- **Work to complete**
Using the material below, work out how many lines contain the word "super". Reply with the number and nothing more.

- **Records for this task**
┌──
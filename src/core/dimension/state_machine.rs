//=========================================================================
// Dimension State Machine
//=========================================================================
//
// Single authority for which world layer is physically real.
//
// States:
//   Stable(active) ──shift(now)──> Transitioning(active', now + lock)
//   Transitioning  ──shift(now < unlocks_at)──> (dropped, unchanged)
//   Transitioning  ──settle(now >= unlocks_at)──> Stable(active')
//
// The lock is a timestamp, not a timer: `shift()` compares against it
// directly, so an expired lock admits the next shift even if `settle()`
// has not run yet this tick.
//
// Ordering per accepted shift:
//   1. flip active
//   2. restyle both tile layers (complete before anyone is told)
//   3. notify observers in the order given
//
//=========================================================================

//=== External Dependencies ===============================================

use std::time::Duration;

use log::{debug, trace};

//=== Internal Dependencies ===============================================

use super::observer::{Transition, TransitionObserver};
use super::{Dimension, DimensionPalette, LayerRole};
use crate::core::clock::Timestamp;
use crate::core::world::{TileLayer, TileWorld};

//=== Phase ===============================================================

/// Machine state. There is no terminal state.
#[derive(Debug, Clone, Copy, PartialEq, Eq)]
pub enum Phase {
    /// Shifts are accepted.
    Stable { active: Dimension },

    /// A shift was accepted; further requests are dropped until `unlocks_at`.
    Transitioning {
        active: Dimension,
        unlocks_at: Timestamp,
    },
}

impl Phase {
    pub fn active(&self) -> Dimension {
        match *self {
            Self::Stable { active } | Self::Transitioning { active, .. } => active,
        }
    }
}

//=== DimensionState ======================================================

/// Flat snapshot of the machine for polling code (HUD, debug overlays).
#[derive(Debug, Clone, Copy, PartialEq, Eq)]
pub struct DimensionState {
    pub active: Dimension,
    pub transition_locked_until: Option<Timestamp>,
}

//=== ShiftOutcome ========================================================

/// Result of a shift request. Neither variant is an error.
#[derive(Debug, Clone, Copy, PartialEq, Eq)]
pub enum ShiftOutcome {
    Accepted(Transition),

    /// Request arrived inside the lock window and was ignored.
    Dropped { unlocks_at: Timestamp },
}

impl ShiftOutcome {
    pub fn is_accepted(&self) -> bool {
        matches!(self, Self::Accepted(_))
    }
}

//=== DimensionStateMachine ===============================================

/// Owns the active dimension, the transition lock and both tile layers.
///
/// Nothing else can restyle the layers: the world is only handed out
/// by shared reference.
#[derive(Debug)]
pub struct DimensionStateMachine {
    phase: Phase,
    lock_duration: Duration,
    palette: DimensionPalette,
    world: TileWorld,
    sequence: u64,
}

impl DimensionStateMachine {
    //--- Construction -----------------------------------------------------

    /// Takes ownership of a freshly built world and puts it in
    /// `Stable(PRIMARY)`. No notification is emitted for this initial
    /// state.
    pub fn new(mut world: TileWorld, palette: DimensionPalette, lock_duration: Duration) -> Self {
        let active = Dimension::PRIMARY;
        world.apply_active(active, &palette);

        Self {
            phase: Phase::Stable { active },
            lock_duration,
            palette,
            world,
            sequence: 0,
        }
    }

    //--- Transitions ------------------------------------------------------

    /// Requests a shift to the other dimension at time `now`.
    ///
    /// Inside the lock window this is a no-op: nothing is queued and the
    /// lock is not extended. Otherwise both layers are restyled before
    /// `observers` are invoked, in slice order.
    pub fn shift(
        &mut self,
        now: Timestamp,
        observers: &mut [&mut dyn TransitionObserver],
    ) -> ShiftOutcome {
        if let Phase::Transitioning { unlocks_at, .. } = self.phase {
            if now < unlocks_at {
                trace!("Shift at {} dropped, locked until {}", now, unlocks_at);
                return ShiftOutcome::Dropped { unlocks_at };
            }
        }

        let previous = self.phase.active();
        let active = previous.other();

        self.world.apply_active(active, &self.palette);

        let unlocks_at = now + self.lock_duration;
        self.phase = Phase::Transitioning { active, unlocks_at };
        self.sequence += 1;

        let transition = Transition {
            active,
            previous,
            at: now,
            unlocks_at,
            sequence: self.sequence,
        };

        debug!(
            "Shift #{} accepted at {}: {} → {} (locked until {})",
            transition.sequence, now, previous, active, unlocks_at
        );

        for observer in observers.iter_mut() {
            observer.on_transition(&transition, &self.world);
        }

        ShiftOutcome::Accepted(transition)
    }

    /// Releases an expired lock. Returns `true` if the phase changed.
    ///
    /// Settling has no side effects beyond re-opening the gate.
    pub fn settle(&mut self, now: Timestamp) -> bool {
        match self.phase {
            Phase::Transitioning { active, unlocks_at } if now >= unlocks_at => {
                debug!("Transition lock released at {} ({} stable)", now, active);
                self.phase = Phase::Stable { active };
                true
            }
            _ => false,
        }
    }

    //--- Queries ----------------------------------------------------------

    /// The dimension that is currently solid.
    pub fn current_active(&self) -> Dimension {
        self.phase.active()
    }

    /// Whether the lock from the last accepted shift is still held.
    pub fn is_transitioning(&self) -> bool {
        matches!(self.phase, Phase::Transitioning { .. })
    }

    pub fn phase(&self) -> Phase {
        self.phase
    }

    pub fn state(&self) -> DimensionState {
        let transition_locked_until = match self.phase {
            Phase::Stable { .. } => None,
            Phase::Transitioning { unlocks_at, .. } => Some(unlocks_at),
        };

        DimensionState {
            active: self.phase.active(),
            transition_locked_until,
        }
    }

    /// The layer currently playing `role`.
    pub fn layer_for(&self, role: LayerRole) -> &TileLayer {
        self.world.layer(role.resolve(self.current_active()))
    }

    pub fn world(&self) -> &TileWorld {
        &self.world
    }

    pub fn palette(&self) -> &DimensionPalette {
        &self.palette
    }

    pub fn lock_duration(&self) -> Duration {
        self.lock_duration
    }

    /// Number of shifts accepted since the level started.
    pub fn transitions_accepted(&self) -> u64 {
        self.sequence
    }
}

//=========================================================================
// Unit Tests
//=========================================================================
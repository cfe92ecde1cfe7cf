//=========================================================================
// Input Processor
//=========================================================================
//
// Converts platform-specific Winit events into engine InputEvents.
//
// Architecture:
//   Winit Events → InputProcessor → InputEvent (engine type) → InputBuffer
//
// OS key repeat is filtered here; the core-side state tracker ignores
// repeated key-downs as well. Unmapped keys (F-keys, numpad, media keys)
// are dropped (returns None).
//
//=========================================================================

//=== External Dependencies ===============================================

use winit::{
    event::{ElementState, KeyEvent, MouseButton as WinitMouseButton},
    keyboard::{KeyCode as WinitKeyCode, PhysicalKey},
};

//=== Internal Dependencies ===============================================

use crate::core::input::{InputEvent, KeyCode, MouseButton};

//=== InputProcessor ======================================================

/// Stateless converter from Winit events to engine input events.
#[derive(Debug, Default)]
pub(crate) struct InputProcessor;

impl InputProcessor {
    pub(crate) fn new() -> Self {
        Self
    }

    //--- Event Processing -------------------------------------------------

    /// Converts a Winit KeyEvent, dropping repeats and unmapped keys.
    pub(crate) fn process_key_event(&self, key_event: &KeyEvent) -> Option<InputEvent> {
        if key_event.repeat {
            return None;
        }

        let key = match key_event.physical_key {
            PhysicalKey::Code(code) => KeyCode::from(code),
            PhysicalKey::Unidentified(_) => return None,
        };

        self.process_key(key, key_event.state)
    }

    /// Builds the engine event for a physical key state change.
    pub(crate) fn process_key(&self, key: KeyCode, state: ElementState) -> Option<InputEvent> {
        if key == KeyCode::Unidentified {
            return None;
        }

        Some(match state {
            ElementState::Pressed => InputEvent::KeyDown { key },
            ElementState::Released => InputEvent::KeyUp { key },
        })
    }

    pub(crate) fn process_mouse_button(
        &self,
        button: WinitMouseButton,
        state: ElementState,
    ) -> InputEvent {
        let button = MouseButton::from(button);

        match state {
            ElementState::Pressed => InputEvent::MouseButtonDown { button },
            ElementState::Released => InputEvent::MouseButtonUp { button },
        }
    }
}

//=========================================================================
// Winit Conversions
//=========================================================================

/// Maps letters, arrows and the handful of special keys the game binds.
/// Everything else becomes `KeyCode::Unidentified`.
impl From<WinitKeyCode> for KeyCode {
    fn from(code: WinitKeyCode) -> Self {
        use WinitKeyCode as W;
        match code {
            //--- Letters ------------------------------------------------------
            W::KeyA => KeyCode::KeyA,
            W::KeyB => KeyCode::KeyB,
            W::KeyC => KeyCode::KeyC,
            W::KeyD => KeyCode::KeyD,
            W::KeyE => KeyCode::KeyE,
            W::KeyF => KeyCode::KeyF,
            W::KeyG => KeyCode::KeyG,
            W::KeyH => KeyCode::KeyH,
            W::KeyI => KeyCode::KeyI,
            W::KeyJ => KeyCode::KeyJ,
            W::KeyK => KeyCode::KeyK,
            W::KeyL => KeyCode::KeyL,
            W::KeyM => KeyCode::KeyM,
            W::KeyN => KeyCode::KeyN,
            W::KeyO => KeyCode::KeyO,
            W::KeyP => KeyCode::KeyP,
            W::KeyQ => KeyCode::KeyQ,
            W::KeyR => KeyCode::KeyR,
            W::KeyS => KeyCode::KeyS,
            W::KeyT => KeyCode::KeyT,
            W::KeyU => KeyCode::KeyU,
            W::KeyV => KeyCode::KeyV,
            W::KeyW => KeyCode::KeyW,
            W::KeyX => KeyCode::KeyX,
            W::KeyY => KeyCode::KeyY,
            W::KeyZ => KeyCode::KeyZ,

            //--- Arrows -------------------------------------------------------
            W::ArrowUp => KeyCode::ArrowUp,
            W::ArrowDown => KeyCode::ArrowDown,
            W::ArrowLeft => KeyCode::ArrowLeft,
            W::ArrowRight => KeyCode::ArrowRight,

            //--- Special ------------------------------------------------------
            W::Space => KeyCode::Space,
            W::Enter => KeyCode::Enter,
            W::Escape => KeyCode::Escape,
            W::ShiftLeft => KeyCode::ShiftLeft,
            W::ShiftRight => KeyCode::ShiftRight,

            _ => KeyCode::Unidentified,
        }
    }
}

impl From<WinitMouseButton> for MouseButton {
    fn from(button: WinitMouseButton) -> Self {
        match button {
            WinitMouseButton::Left => MouseButton::Left,
            WinitMouseButton::Right => MouseButton::Right,
            WinitMouseButton::Middle => MouseButton::Middle,
            _ => MouseButton::Other,
        }
    }
}

//=========================================================================
// Unit Tests
//=========================================================================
└──
- **Your solution**
2